端末管理情報修正(SSTM)は、基地局(GW)から端末管理情報を修正するコマンドを受け取った際に、端末管理テーブル(SSTT)を更新する。
データ管理(SSDA)は、記憶部(SSME)内のデータの修正・取得及び追加を管理する。例えば、データ管理(SSDA)によって、センシングデータは、タグ情報に基づいてデータの要素別にデータベースの適切なカラムに記録される。センシングデータがデータベースから読み出される際にも、時刻情報及び端末情報に基づいて必要なデータを選別し、時刻順に並べ替える等の処理が行われる。
センサネットサーバ(SS)が、基地局(GW)を介して受け取ったデータを、データ管理(SSDA)によってパフォーマンステーブル(BB)及びデータテーブル(BA)に整理して記録することが、図2Bにおける組織ダイナミクスデータ収集(B)に相当する。

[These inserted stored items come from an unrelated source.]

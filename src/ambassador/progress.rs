use crate::commitlog::Index;
use chrono::{DateTime, TimeZone, Utc};
use std::sync::atomic::{AtomicBool, AtomicI64, AtomicU64, AtomicU8, Ordering};
use std::sync::Mutex;

#[derive(Copy, Clone, Debug, PartialEq, Eq)]
#[repr(u8)]
pub enum AmbassadorStatus {
    None = 0,
    Started = 1,
    Connected = 2,
    Disconnected = 3,
    FailedToConnect = 4,
    Closed = 5,
}

impl AmbassadorStatus {
    fn from_u8(value: u8) -> Self {
        match value {
            1 => AmbassadorStatus::Started,
            2 => AmbassadorStatus::Connected,
            3 => AmbassadorStatus::Disconnected,
            4 => AmbassadorStatus::FailedToConnect,
            5 => AmbassadorStatus::Closed,
            _ => AmbassadorStatus::None,
        }
    }
}

/// Progress an ambassador publishes about its follower.
///
/// The ambassador's task is the only writer. The leader, health views and tests read it
/// concurrently, and never need a lock for anything but the status message.
#[derive(Debug)]
pub struct AmbassadorProgress {
    match_index: AtomicU64,
    // Unix millis, 0 when it never happened.
    last_send_ms: AtomicI64,
    last_contact_ms: AtomicI64,
    status: AtomicU8,
    status_message: Mutex<String>,
    force_elections: AtomicBool,
}

impl Default for AmbassadorProgress {
    fn default() -> Self {
        AmbassadorProgress {
            match_index: AtomicU64::new(0),
            last_send_ms: AtomicI64::new(0),
            last_contact_ms: AtomicI64::new(0),
            status: AtomicU8::new(AmbassadorStatus::None as u8),
            status_message: Mutex::new(String::new()),
            force_elections: AtomicBool::new(false),
        }
    }
}

impl AmbassadorProgress {
    pub fn match_index(&self) -> Index {
        Index::new(self.match_index.load(Ordering::Acquire))
    }

    pub fn status(&self) -> AmbassadorStatus {
        AmbassadorStatus::from_u8(self.status.load(Ordering::Acquire))
    }

    pub fn status_message(&self) -> String {
        self.status_message
            .lock()
            .expect("AmbassadorProgress status message mutex guard poison")
            .clone()
    }

    pub fn last_send(&self) -> Option<DateTime<Utc>> {
        millis_to_time(self.last_send_ms.load(Ordering::Acquire))
    }

    pub fn last_contact(&self) -> Option<DateTime<Utc>> {
        millis_to_time(self.last_contact_ms.load(Ordering::Acquire))
    }

    pub(crate) fn last_contact_millis(&self) -> i64 {
        self.last_contact_ms.load(Ordering::Acquire)
    }

    /// Returns the value that is published after the update. The published match index never
    /// moves backwards.
    pub(crate) fn publish_match_index(&self, index: Index) -> Index {
        let previous = self.match_index.fetch_max(index.as_u64(), Ordering::AcqRel);
        Index::new(previous.max(index.as_u64()))
    }

    pub(crate) fn set_status(&self, status: AmbassadorStatus, message: impl Into<String>) {
        let mut guard = self
            .status_message
            .lock()
            .expect("AmbassadorProgress status message mutex guard poison");
        *guard = message.into();
        self.status.store(status as u8, Ordering::Release);
    }

    pub(crate) fn set_status_message(&self, message: impl Into<String>) {
        *self
            .status_message
            .lock()
            .expect("AmbassadorProgress status message mutex guard poison") = message.into();
    }

    pub(crate) fn touch_send(&self) {
        self.last_send_ms.store(Utc::now().timestamp_millis(), Ordering::Release);
    }

    pub(crate) fn touch_contact(&self) {
        self.last_contact_ms.store(Utc::now().timestamp_millis(), Ordering::Release);
    }

    pub(crate) fn request_force_elections(&self) {
        self.force_elections.store(true, Ordering::Release);
    }

    pub(crate) fn force_elections_requested(&self) -> bool {
        self.force_elections.load(Ordering::Acquire)
    }

    pub(crate) fn clear_force_elections(&self) {
        self.force_elections.store(false, Ordering::Release);
    }
}

fn millis_to_time(millis: i64) -> Option<DateTime<Utc>> {
    if millis == 0 {
        None
    } else {
        Utc.timestamp_millis_opt(millis).single()
    }
}
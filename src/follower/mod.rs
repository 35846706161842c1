mod follower;
mod session;

pub use follower::FollowerError;
pub use follower::FollowerEvent;
pub use follower::FollowerNode;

パフォーマンス入力(C)は、パフォーマンスを示す値を入力する処理である。ここで、パフォーマンスとは、何らかの基準に基づいて判定される主観的又は客観的な評価である。例えば、所定のタイミングで、名札型センサノード(TR)を装着した人物は、その時点における業務の達成度、組織に対する貢献度及び満足度等、何らかの基準に基づく主観的な評価(パフォーマンス)の値を入力する。所定のタイミングとは、例えば、数時間に一度、一日に一度、又は、会議等のイベントが終了した時点であってもよい。名札型センサノード(TR)を装着した人物は、その名札型センサノード(TR)を操作して、又は、クライアント(CL)のようなパーソナルコンピュータ(PC)を操作して、パフォーマンスの値を入力することができる。あるいは、手書きで記入された値が後にまとめてPCで入力されてもよい。本実施の形態では、名札型センサノードがレイティングとして人(SOCIAL)、行(INTELLECTUAL)、心(SPIRITUAL)、体(PHYSICAL)、知(EXECUTIVE)のパフォーマンスを入力できる例を示している。入力されたパフォーマンス値は、解析処理に用いられる。それぞれの問いの意味は、人は「豊かな人間関係(協力・共感)をつくれましたか」、行は「やるべきことを実行できましたか」、心は「仕事にやりがい、充実を感じましたか」、体は「体に配慮(休養・栄養・運動)できましたか」、知は「新しい知(気づき、知識)を得ましたか」である。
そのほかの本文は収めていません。